Some aren’t even convinced that a property tax cut is a good deal for the average resident. A study released in August by the Bell Policy Center, a progressive think tank that supports repealing Gallagher, found that as property tax collections have dropped, local governments have turned to sales taxes and fees, both of which are regressive, meaning they hit the poor and middle class much harder than the wealthy. Racial minorities in particular have been taxed disproportionately high by Colorado’s regressive system, the center’s analysis found.
“We’ve created kind of a perfect storm that’s produced a much more regressive tax policy in Colorado,” said Tyler Jaeckel, who co-wrote the report.
Notably, property taxes are regressive — though not as much as sales tax, according to the left-leaning Institute on Taxation and Economic Policy.
The next shoe typically falls on education
Gallagher’s impact doesn’t stop at the local level. Each time a property tax cut takes effect, the state is constitutionally required to step in and backfill any reductions in school funding.
That, coupled with a state spending cap established by TABOR, has led state policymakers to shift limited state dollars away from things like roads and higher education in order to replace the local funding lost to K-12 schools. This isn’t entirely due to the interaction between Gallagher and TABOR, but today, the state provides 63% of K-12 funding, up from 43% before TABOR took effect.
Even some who oppose the repeal acknowledge that Gallagher has caused problems in parts of the state. Trouble is, they say, lawmakers haven’t offered voters an alternative.
“There may be a better system out there,” said Hamrick at the metro Denver apartment association. “But this approach of the first shoe falling and we’ll see what the second shoe looks like later. We can’t make any judgment about what the system looks like next.”
Colorado Counties Inc., is neutral on the measure but opposed the legislative effort to put it on the ballot out of fear it will only make things worse for local governments. Today, the higher assessment rate on businesses is set in stone by the constitution. But if the measure passes, future lawmakers could pass a statute to lower it.
Valdez, the special districts advocate, acknowledges that future business tax cuts are possible, but he considers it unlikely.
“Overall, we believe that tax policy should be out of the constitution,” he said. “Our perspective is that the legislature has a greater understanding for the impact for local governments, and they’ll become the vanguard, if you will, to protect local governments.”

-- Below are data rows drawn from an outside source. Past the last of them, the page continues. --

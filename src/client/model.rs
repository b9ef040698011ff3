// This file is part of the terraform-provider-remscontent project
//
// Copyright (C) ANEO, 2024-2024. All rights reserved.
//
// Licensed under the Apache License, Version 2.0 (the "License")
// you may not use this file except in compliance with the License.
// You may obtain a copy of the License at
//
//     http://www.apache.org/licenses/LICENSE-2.0
//
// Unless required by applicable law or agreed to in writing, software
// distributed under the License is distributed on an "AS IS" BASIS,
// WITHOUT WARRANTIES OR CONDITIONS OF ANY KIND, either express or implied.
// See the License for the specific language governing permissions and
// limitations under the License.

//! Wire types of the REMS API.
//!
//! REMS uses namespaced keys (`form/title`, `field/id`, ...) for most of its
//! content, but plain keys for licenses, workflows, resources and catalogue
//! items. Optional values are never sent as `null`: REMS rejects explicit
//! nulls on most command fields.

use std::collections::BTreeMap;

use serde::{Deserialize, Serialize};

/// Text keyed by language code (`en`, `fi`, ...).
pub type Localized = BTreeMap<String, String>;

#[derive(Debug, Clone, Default, PartialEq, Eq, Serialize, Deserialize)]
pub struct OrganizationId {
    #[serde(rename = "organization/id")]
    pub id: String,
}

impl OrganizationId {
    pub fn new(id: impl Into<String>) -> Self {
        Self { id: id.into() }
    }
}

#[derive(Debug, Clone, Default, PartialEq, Eq, Deserialize)]
pub struct Organization {
    #[serde(rename = "organization/id")]
    pub id: String,
    #[serde(rename = "organization/short-name", default)]
    pub short_name: Localized,
    #[serde(rename = "organization/name", default)]
    pub name: Localized,
    #[serde(rename = "organization/owners", default)]
    pub owners: Vec<UserRef>,
    #[serde(default)]
    pub enabled: Option<bool>,
    #[serde(default)]
    pub archived: bool,
}

#[derive(Debug, Clone, Default, PartialEq, Eq, Serialize, Deserialize)]
pub struct UserRef {
    pub userid: String,
}

/// Reply to every `create` command.
#[derive(Debug, Clone, Default, Deserialize)]
pub struct CreateResponse {
    pub success: bool,
    pub id: Option<i64>,
    #[serde(default)]
    pub errors: Option<Vec<serde_json::Value>>,
}

/// Reply to `edit`, `enabled`, `archived` and `delete` commands.
#[derive(Debug, Clone, Default, Deserialize)]
pub struct SuccessResponse {
    pub success: bool,
    #[serde(default)]
    pub errors: Option<Vec<serde_json::Value>>,
}

#[derive(Debug, Clone, PartialEq, Eq, Serialize)]
pub struct EnabledCommand {
    pub id: i64,
    pub enabled: bool,
}

#[derive(Debug, Clone, PartialEq, Eq, Serialize)]
pub struct ArchivedCommand {
    pub id: i64,
    pub archived: bool,
}

// Forms

#[derive(Debug, Clone, Default, PartialEq, Eq, Serialize, Deserialize)]
pub struct FieldTemplate {
    #[serde(rename = "field/id", default, skip_serializing_if = "Option::is_none")]
    pub id: Option<String>,
    #[serde(rename = "field/type")]
    pub field_type: String,
    #[serde(rename = "field/title", default, skip_serializing_if = "Option::is_none")]
    pub title: Option<Localized>,
    #[serde(
        rename = "field/info-text",
        default,
        skip_serializing_if = "Option::is_none"
    )]
    pub info_text: Option<Localized>,
    #[serde(
        rename = "field/placeholder",
        default,
        skip_serializing_if = "Option::is_none"
    )]
    pub placeholder: Option<Localized>,
    #[serde(rename = "field/optional", default)]
    pub optional: bool,
    #[serde(
        rename = "field/max-length",
        default,
        skip_serializing_if = "Option::is_none"
    )]
    pub max_length: Option<i64>,
    #[serde(rename = "field/privacy", default, skip_serializing_if = "Option::is_none")]
    pub privacy: Option<String>,
    #[serde(rename = "field/options", default, skip_serializing_if = "Option::is_none")]
    pub options: Option<Vec<FieldOption>>,
    #[serde(rename = "field/columns", default, skip_serializing_if = "Option::is_none")]
    pub columns: Option<Vec<FieldOption>>,
    #[serde(
        rename = "field/visibility",
        default,
        skip_serializing_if = "Option::is_none"
    )]
    pub visibility: Option<FieldVisibility>,
}

#[derive(Debug, Clone, Default, PartialEq, Eq, Serialize, Deserialize)]
pub struct FieldOption {
    pub key: String,
    #[serde(default)]
    pub label: Localized,
}

#[derive(Debug, Clone, Default, PartialEq, Eq, Serialize, Deserialize)]
pub struct FieldVisibility {
    #[serde(rename = "visibility/type")]
    pub visibility_type: String,
    #[serde(
        rename = "visibility/field",
        default,
        skip_serializing_if = "Option::is_none"
    )]
    pub field: Option<FieldRef>,
    #[serde(
        rename = "visibility/values",
        default,
        skip_serializing_if = "Option::is_none"
    )]
    pub values: Option<Vec<String>>,
}

#[derive(Debug, Clone, Default, PartialEq, Eq, Serialize, Deserialize)]
pub struct FieldRef {
    #[serde(rename = "field/id")]
    pub id: String,
}

/// Body of `POST /api/forms/create` and, with `id` set, `PUT /api/forms/edit`.
#[derive(Debug, Clone, Default, PartialEq, Eq, Serialize)]
pub struct FormCommand {
    #[serde(rename = "form/id", skip_serializing_if = "Option::is_none")]
    pub id: Option<i64>,
    pub organization: OrganizationId,
    #[serde(rename = "form/title", skip_serializing_if = "Option::is_none")]
    pub title: Option<String>,
    #[serde(rename = "form/internal-name")]
    pub internal_name: String,
    #[serde(rename = "form/external-title", skip_serializing_if = "Option::is_none")]
    pub external_title: Option<Localized>,
    #[serde(rename = "form/fields")]
    pub fields: Vec<FieldTemplate>,
}

#[derive(Debug, Clone, Default, PartialEq, Eq, Deserialize)]
pub struct Form {
    #[serde(rename = "form/id")]
    pub id: i64,
    pub organization: OrganizationId,
    #[serde(rename = "form/title", default)]
    pub title: Option<String>,
    #[serde(rename = "form/internal-name", default)]
    pub internal_name: Option<String>,
    #[serde(rename = "form/external-title", default)]
    pub external_title: Option<Localized>,
    #[serde(rename = "form/fields", default)]
    pub fields: Vec<FieldTemplate>,
    #[serde(default)]
    pub enabled: Option<bool>,
    #[serde(default)]
    pub archived: bool,
}

// Categories

#[derive(Debug, Clone, Copy, Default, PartialEq, Eq, Serialize, Deserialize)]
pub struct CategoryRef {
    #[serde(rename = "category/id")]
    pub id: i64,
}

/// Body of `POST /api/categories/create` and, with `id` set,
/// `PUT /api/categories/edit`.
#[derive(Debug, Clone, Default, PartialEq, Eq, Serialize)]
pub struct CategoryCommand {
    #[serde(rename = "category/id", skip_serializing_if = "Option::is_none")]
    pub id: Option<i64>,
    #[serde(rename = "category/title")]
    pub title: Localized,
    #[serde(rename = "category/description", skip_serializing_if = "Option::is_none")]
    pub description: Option<Localized>,
    #[serde(rename = "category/display-order", skip_serializing_if = "Option::is_none")]
    pub display_order: Option<i64>,
    #[serde(rename = "category/children", skip_serializing_if = "Option::is_none")]
    pub children: Option<Vec<CategoryRef>>,
}

#[derive(Debug, Clone, Default, PartialEq, Eq, Deserialize)]
pub struct Category {
    #[serde(rename = "category/id")]
    pub id: i64,
    #[serde(rename = "category/title", default)]
    pub title: Localized,
    #[serde(rename = "category/description", default)]
    pub description: Option<Localized>,
    #[serde(rename = "category/display-order", default)]
    pub display_order: Option<i64>,
    #[serde(rename = "category/children", default)]
    pub children: Option<Vec<CategoryRef>>,
}

// Licenses

#[derive(Debug, Clone, Default, PartialEq, Eq, Serialize, Deserialize)]
pub struct LicenseLocalization {
    pub title: String,
    #[serde(default)]
    pub textcontent: String,
    #[serde(
        rename = "attachment-id",
        default,
        skip_serializing_if = "Option::is_none"
    )]
    pub attachment_id: Option<i64>,
}

#[derive(Debug, Clone, Default, PartialEq, Eq, Serialize)]
pub struct CreateLicenseCommand {
    pub licensetype: String,
    pub organization: OrganizationId,
    pub localizations: BTreeMap<String, LicenseLocalization>,
}

#[derive(Debug, Clone, Default, PartialEq, Eq, Deserialize)]
pub struct License {
    pub id: i64,
    pub licensetype: String,
    pub organization: OrganizationId,
    #[serde(default)]
    pub localizations: BTreeMap<String, LicenseLocalization>,
    #[serde(default)]
    pub enabled: Option<bool>,
    #[serde(default)]
    pub archived: bool,
}

// Workflows

#[derive(Debug, Clone, Copy, Default, PartialEq, Eq, Serialize, Deserialize)]
pub struct FormRef {
    #[serde(rename = "form/id")]
    pub id: i64,
}

#[derive(Debug, Clone, Copy, Default, PartialEq, Eq, Serialize, Deserialize)]
pub struct LicenseRef {
    #[serde(rename = "license/id")]
    pub id: i64,
}

#[derive(Debug, Clone, Default, PartialEq, Eq, Serialize)]
pub struct CreateWorkflowCommand {
    pub organization: OrganizationId,
    pub title: String,
    #[serde(rename = "type")]
    pub workflow_type: String,
    pub handlers: Vec<String>,
    pub forms: Vec<FormRef>,
    pub licenses: Vec<LicenseRef>,
}

#[derive(Debug, Clone, Default, PartialEq, Eq, Serialize)]
pub struct EditWorkflowCommand {
    pub id: i64,
    pub organization: OrganizationId,
    pub title: String,
    pub handlers: Vec<String>,
}

#[derive(Debug, Clone, Default, PartialEq, Eq, Deserialize)]
pub struct WorkflowBody {
    #[serde(rename = "type")]
    pub workflow_type: String,
    #[serde(default)]
    pub handlers: Vec<UserRef>,
    #[serde(default)]
    pub forms: Vec<FormRef>,
    #[serde(default)]
    pub licenses: Vec<LicenseRef>,
}

#[derive(Debug, Clone, Default, PartialEq, Eq, Deserialize)]
pub struct Workflow {
    pub id: i64,
    pub organization: OrganizationId,
    pub title: String,
    pub workflow: WorkflowBody,
    #[serde(default)]
    pub enabled: Option<bool>,
    #[serde(default)]
    pub archived: bool,
}

// Resources

#[derive(Debug, Clone, Default, PartialEq, Eq, Serialize)]
pub struct CreateResourceCommand {
    pub resid: String,
    pub organization: OrganizationId,
    pub licenses: Vec<i64>,
}

#[derive(Debug, Clone, Copy, Default, PartialEq, Eq, Deserialize)]
pub struct ResourceLicense {
    pub id: i64,
}

#[derive(Debug, Clone, Default, PartialEq, Eq, Deserialize)]
pub struct Resource {
    pub id: i64,
    pub resid: String,
    pub organization: OrganizationId,
    #[serde(default)]
    pub licenses: Vec<ResourceLicense>,
    #[serde(default)]
    pub enabled: Option<bool>,
    #[serde(default)]
    pub archived: bool,
}

// Catalogue items

#[derive(Debug, Clone, Default, PartialEq, Eq, Serialize, Deserialize)]
pub struct CatalogueItemLocalization {
    pub title: String,
    #[serde(default, skip_serializing_if = "Option::is_none")]
    pub infourl: Option<String>,
}

#[derive(Debug, Clone, Default, PartialEq, Eq, Serialize)]
pub struct CreateCatalogueItemCommand {
    #[serde(skip_serializing_if = "Option::is_none")]
    pub form: Option<i64>,
    pub resid: i64,
    pub wfid: i64,
    pub organization: OrganizationId,
    pub localizations: BTreeMap<String, CatalogueItemLocalization>,
    #[serde(skip_serializing_if = "Option::is_none")]
    pub enabled: Option<bool>,
    #[serde(skip_serializing_if = "Option::is_none")]
    pub categories: Option<Vec<CategoryRef>>,
}

#[derive(Debug, Clone, Default, PartialEq, Eq, Serialize)]
pub struct EditCatalogueItemCommand {
    pub id: i64,
    pub localizations: BTreeMap<String, CatalogueItemLocalization>,
    #[serde(skip_serializing_if = "Option::is_none")]
    pub categories: Option<Vec<CategoryRef>>,
}

#[derive(Debug, Clone, Default, PartialEq, Eq, Deserialize)]
pub struct CatalogueItem {
    pub id: i64,
    #[serde(rename = "resource-id")]
    pub resource_id: i64,
    pub wfid: i64,
    #[serde(default)]
    pub formid: Option<i64>,
    pub organization: OrganizationId,
    #[serde(default)]
    pub localizations: BTreeMap<String, CatalogueItemLocalization>,
    #[serde(default)]
    pub categories: Option<Vec<CategoryRef>>,
    #[serde(default)]
    pub enabled: Option<bool>,
    #[serde(default)]
    pub archived: bool,
}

Hullinghorst, though, is adamant that repealing Gallagher isn’t the answer to funding woes at any level of government.
“I have all the sympathy in the world for them (state lawmakers). I served in 2009 when we were tanking, and it was tough times,” she said. “The question is: Are you now going to shift that burden to individual residential property taxpayers? And my answer is no — and (if you do), you’re probably going to have a revolt on your hands as soon as this starts hitting the fan.”
If voters reject the measure, current projections anticipate an 18% cut for homeowners in 2021. That would more than offset a projected 10% rise in home values, providing some timely financial relief in an economic crisis.
For local governments, though, the future looks grim. And businesses — the financial backstop that Gallagher directs local officials to turn to as residential taxes fall — may not be there to lean on this time around.
At last forecast, commercial property values were expected to drop 20% in 2021.
Updated 8:30 a.m. Sept. 15, 2020: This story was updated to clarify the position of Colorado Counties Inc. on Amendment B.